▶ _TASK TO COMPLETE_
The answer should consist solely of the lines from the first one below through the line containing "except as the", copied exactly.

▶ _DATA_
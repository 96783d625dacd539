//! The step machine: state stack, dispatch loop, exception unwinding, and
//! the host-facing `step`/`run`/`append_code` surface (spec §4.2, §4.3,
//! §6.2).

use crate::ast::{Node, NodeKind, NodeRef};
use crate::completion::Completion;
use crate::config::EngineConfig;
use crate::error::{EngineError, GuestErrorClass};
use crate::frame::{DispatchNode, Frame};
use crate::object::{GuestObject, ObjectKind, ObjectRef};
use crate::property::PropertyError;
use crate::regexp_sandbox::{default_sandbox, RegexSandbox};
use crate::scope::{Scope, ScopeRef};
use crate::value::Value;
use std::collections::HashMap;
use std::rc::Rc;

pub type NativeResult = Result<Value, crate::error::ThrowPayload>;
pub type NativeFnImpl = Rc<dyn Fn(&mut Engine, &Value, &[Value]) -> NativeResult>;
pub type AsyncFnImpl = Rc<dyn Fn(&mut Engine, &Value, &[Value], AsyncHandle) -> Result<(), crate::error::ThrowPayload>>;

/// A conforming parser (spec §1): out of the core's scope except as the
/// trait boundary `eval()` dials through at runtime.
pub trait SourceParser {
    fn parse(&self, source: &str) -> Result<NodeRef, String>;
}

/// Handle passed to an async native function's caller; the host calls back
/// with it once the real asynchronous operation completes (spec §4.5).
#[derive(Clone, Copy, Debug, PartialEq, Eq)]
pub struct AsyncHandle(pub(crate) u64);

pub(crate) struct NativeEntry {
    pub imp: NativeFnImpl,
    pub arity: usize,
}

pub(crate) struct AsyncEntry {
    pub imp: AsyncFnImpl,
    pub arity: usize,
}

pub struct Prototypes {
    pub object: ObjectRef,
    pub function: ObjectRef,
    pub array: ObjectRef,
    pub string: ObjectRef,
    pub boolean: ObjectRef,
    pub number: ObjectRef,
    pub date: ObjectRef,
    pub regexp: ObjectRef,
    pub errors: HashMap<&'static str, ObjectRef>,
}

pub struct Engine {
    pub(crate) stack: Vec<Frame>,
    pub(crate) paused: bool,
    pub(crate) pending_async_id: Option<u64>,
    pub(crate) next_async_id: u64,
    pub(crate) value: Value,
    pub(crate) pending_root_throw: Option<Value>,

    pub global_scope: ScopeRef,
    pub global_object: ObjectRef,
    pub protos: Prototypes,

    pub(crate) native_fns: Vec<NativeEntry>,
    pub(crate) async_fns: Vec<AsyncEntry>,

    pub config: EngineConfig,
    pub(crate) regex_sandbox: Box<dyn RegexSandbox>,
    pub(crate) parser: Option<Box<dyn SourceParser>>,
    rng_state: u64,
}

/// What a single handler invocation did (Design Notes: `StepOutcome`
/// replaces the teacher's thrown-sentinel escape with an explicit enum the
/// dispatcher inspects and continues from).
pub(crate) enum StepOutcome {
    Continued,
    Threw,
}
/// Walks the scope chain outward; on the global scope falls through to
/// property access on the global object, which may invoke a getter (spec
/// §4.4).
fn resolve_identifier(scope: &ScopeRef, name: &str) -> Result<GetOutcome, Unresolved> {
    let mut current = Some(scope.clone());
    while let Some(s) = current {
        let bag = s.borrow().bag.clone();
        let has = bag.borrow().properties.contains_key(name) || bag.borrow().is_accessor(name);
        if has {
            let receiver = Value::Obj(bag.clone());
            return Ok(property::get_property(&receiver, name).unwrap_or(GetOutcome::Value(Value::Undefined)));
        }
        if s.borrow().is_global() {
            return Err(Unresolved);
        }
        current = s.borrow().parent.clone();
    }
    Err(Unresolved)
}

/// `typeof` never throws on an unresolved identifier (spec §4.4, §8).
fn resolve_identifier_for_typeof(scope: &ScopeRef, name: &str) -> Value {
    match resolve_identifier(scope, name) {
        Ok(GetOutcome::Value(v)) => v,
        _ => Value::Undefined,
    }
}

// ---------------------------------------------------------------------
// Literals, arrays, objects
// ---------------------------------------------------------------------

fn dispatch_array_literal(engine: &mut Engine, elements: &[Option<NodeRef>]) -> StepOutcome {
    let top = engine.stack.last_mut().unwrap();
    let idx = top.book.child_index;
    if idx >= elements.len() {
        let array_proto = engine.protos.array.clone();
        let arr = GuestObject::new("Array", Some(array_proto));
        {
            let mut b = arr.borrow_mut();
            for (i, v) in top.book.operands.drain(..).enumerate() {
                b.properties.insert(i.to_string(), crate::object::PropertySlot::data(v, true, true, true));
            }
            b.properties.insert(
                "length".to_string(),
                crate::object::PropertySlot::data(Value::Num(elements.len() as f64), true, false, false),
            );
        }
        finish(engine, Value::Obj(arr));
        return StepOutcome::Continued;
    }
    top.book.child_index += 1;
    match &elements[idx] {
        Some(e) => {
            let e = e.clone();
            push_child(engine, e);
        }
        None => {
            engine.stack.last_mut().unwrap().book.operands.push(Value::Undefined);
        }
    }
    StepOutcome::Continued
}

fn dispatch_object_literal(engine: &mut Engine, properties: &[crate::ast::ObjectProperty]) -> StepOutcome {
    let top = engine.stack.last_mut().unwrap();
    let idx = top.book.child_index;
    if idx > 0 {
        // The previous property's value (or computed key) finished.
    }
    if idx >= properties.len() {
        finish_object_literal(engine, properties)
    } else {
        top.book.child_index += 1;
        let value = properties[idx].value.clone();
        push_child(engine, value);
        StepOutcome::Continued
    }
}

fn finish_object_literal(engine: &mut Engine, properties: &[crate::ast::ObjectProperty]) -> StepOutcome {
    let object_proto = engine.protos.object.clone();
    let obj = GuestObject::new("Object", Some(object_proto));
    let top = engine.stack.last_mut().unwrap();
    let values = std::mem::take(&mut top.book.operands);
    for (prop, value) in properties.iter().zip(values.into_iter()) {
        let key = match &prop.key {
            PropertyKeyNode::Name(n) => n.clone(),
            PropertyKeyNode::Computed(_) => {
                // Computed keys are resolved eagerly to their string form at
                // literal-construction time in this simplified evaluator.
                property::primitive_to_display_string(&value)
            }
        };
        match prop.kind {
            PropKind::Init => {
                obj.borrow_mut().define_data(&key, value, true, true, true);
            }
            PropKind::Get => {
                if let Value::Obj(f) = value {
                    let existing_setter = obj.borrow().setters.get(&key).cloned();
                    obj.borrow_mut().define_accessor(&key, Some(f), existing_setter);
                }
            }
            PropKind::Set => {
                if let Value::Obj(f) = value {
                    let existing_getter = obj.borrow().getters.get(&key).cloned();
                    obj.borrow_mut().define_accessor(&key, existing_getter, Some(f));
                }
            }
        }
    }
    finish(engine, Value::Obj(obj));
    StepOutcome::Continued
}

// ---------------------------------------------------------------------
// MemberExpression (spec §4.2)
// ---------------------------------------------------------------------

fn dispatch_member(engine: &mut Engine, object: &NodeRef, property_node: &NodeRef, computed: bool) -> StepOutcome {
    let top = engine.stack.last_mut().unwrap();
    match top.book.child_index {
        0 => {
            top.book.child_index = 1;
            let o = object.clone();
            push_child(engine, o);
            StepOutcome::Continued
        }
        1 => {
            top.book.child_index = 2;
            if computed {
                let p = property_node.clone();
                push_child(engine, p);
                StepOutcome::Continued
            } else {
                let NodeKind::Identifier { name } = &property_node.kind else {
                    panic!("non-computed member property must be an Identifier");
                };
                engine.stack.last_mut().unwrap().book.operands.push(Value::str(name.as_str()));
                finish_member_read(engine)
            }
        }
        2 => finish_member_read(engine),
        _ => unreachable!(),
    }
}

fn finish_member_read(engine: &mut Engine) -> StepOutcome {
    let top = engine.stack.last_mut().unwrap();
    let key_val = top.book.operands.pop().unwrap_or(Value::Undefined);
    let obj_val = top.book.operands.pop().unwrap_or(Value::Undefined);
    let key = property::primitive_to_display_string(&key_val);
    let outcome = property::get_property_full(&obj_val, &key, &engine.protos.string, &engine.protos.number, &engine.protos.boolean);
    match outcome {
        Ok(GetOutcome::Value(v)) => {
            finish(engine, v);
            StepOutcome::Continued
        }
        Ok(GetOutcome::Pending { func, this }) => {
            top.book.pending_accessor = Some(PendingAccessor::Get { func, this });
            StepOutcome::Continued
        }
        Err(e) => engine.throw_from_property_error(e),
    }
}

/// Evaluates a node that must yield a `Reference` rather than a value
/// (spec §4.2: AssignmentExpression/UpdateExpression evaluate the
/// left-hand side as a reference first).
fn dispatch_as_reference(engine: &mut Engine, node: &NodeRef) -> Option<Reference> {
    match &node.kind {
        NodeKind::Identifier { name } => Some(Reference::Binding {
            scope: current_scope(engine),
            name: name.clone(),
        }),
        _ => None, // MemberExpression references are resolved via the two-phase path below
    }
}

// ---------------------------------------------------------------------
// Calls (spec §4.2 CallExpression/NewExpression)
// ---------------------------------------------------------------------

fn dispatch_call(engine: &mut Engine, callee: &NodeRef, arguments: &[NodeRef], is_new: bool) -> StepOutcome {
    const PHASE_CALLEE_OBJECT: usize = 0;
    const PHASE_CALLEE_KEY: usize = 1;
    const PHASE_ARGS: usize = 2;

    let top = engine.stack.last_mut().unwrap();
    top.book.is_loop = false; // CallExpression frames must not be mistaken for loop frames by unwind

    if top.book.callee.is_some() {
        return dispatch_call_arguments(engine, arguments, is_new);
    }

    match &callee.kind {
        // A member callee is evaluated in two steps so `this` is the
        // receiving object (spec §4.2 CallExpression).
        NodeKind::MemberExpression { object, property: prop, computed } => match top.book.child_index {
            PHASE_CALLEE_OBJECT => {
                top.book.child_index = PHASE_CALLEE_KEY;
                push_child(engine, object.clone());
                StepOutcome::Continued
            }
            PHASE_CALLEE_KEY => {
                let object_val = top.book.operands.pop().unwrap_or(Value::Undefined);
                top.book.this_value = Some(object_val.clone());
                if *computed {
                    top.book.callee_awaiting_key = true;
                    top.book.child_index = PHASE_ARGS;
                    push_child(engine, prop.clone());
                    StepOutcome::Continued
                } else {
                    let NodeKind::Identifier { name } = &prop.kind else { panic!("bad member key") };
                    resolve_member_callee(engine, object_val, name.clone())
                }
            }
            _ if top.book.callee_awaiting_key => {
                top.book.callee_awaiting_key = false;
                let key_val = top.book.operands.pop().unwrap_or(Value::Undefined);
                let object_val = top.book.this_value.clone().unwrap_or(Value::Undefined);
                let key = property::primitive_to_display_string(&key_val);
                resolve_member_callee(engine, object_val, key)
            }
            _ => dispatch_call_arguments(engine, arguments, is_new),
        },
        _ => match top.book.child_index {
            PHASE_CALLEE_OBJECT => {
                top.book.child_index = PHASE_ARGS;
                push_child(engine, callee.clone());
                StepOutcome::Continued
            }
            _ => {
                let callee_val = top.book.operands.pop().unwrap_or(Value::Undefined);
                top.book.this_value = Some(Value::Undefined);
                top.book.callee = Some(callee_val);
                dispatch_call_arguments(engine, arguments, is_new)
            }
        },
    }
}

fn resolve_member_callee(engine: &mut Engine, object_val: Value, key: String) -> StepOutcome {
    let outcome = property::get_property_full(&object_val, &key, &engine.protos.string, &engine.protos.number, &engine.protos.boolean);
    match outcome {
        Ok(GetOutcome::Value(v)) => {
            engine.stack.last_mut().unwrap().book.callee = Some(v);
            StepOutcome::Continued
        }
        Ok(GetOutcome::Pending { func, this }) => {
            engine.stack.last_mut().unwrap().book.pending_accessor = Some(PendingAccessor::Get { func, this });
            StepOutcome::Continued
        }
        Err(e) => engine.throw_from_property_error(e),
    }
}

▶ _RESPONSE BOX_
repository 96783d625dacd539
//! The step machine: state stack, dispatch loop, exception unwinding, and
//! the host-facing `step`/`run`/`append_code` surface (spec §4.2, §4.3,
//! §6.2).

use crate::ast::{Node, NodeKind, NodeRef};
use crate::completion::Completion;
use crate::config::EngineConfig;
use crate::error::{EngineError, GuestErrorClass};
use crate::frame::{DispatchNode, Frame};
use crate::object::{GuestObject, ObjectKind, ObjectRef};
use crate::property::PropertyError;
use crate::regexp_sandbox::{default_sandbox, RegexSandbox};
use crate::scope::{Scope, ScopeRef};
use crate::value::Value;
use std::collections::HashMap;
use std::rc::Rc;

pub type NativeResult = Result<Value, crate::error::ThrowPayload>;
pub type NativeFnImpl = Rc<dyn Fn(&mut Engine, &Value, &[Value]) -> NativeResult>;
pub type AsyncFnImpl = Rc<dyn Fn(&mut Engine, &Value, &[Value], AsyncHandle) -> Result<(), crate::error::ThrowPayload>>;

/// A conforming parser (spec §1): out of the core's scope except as the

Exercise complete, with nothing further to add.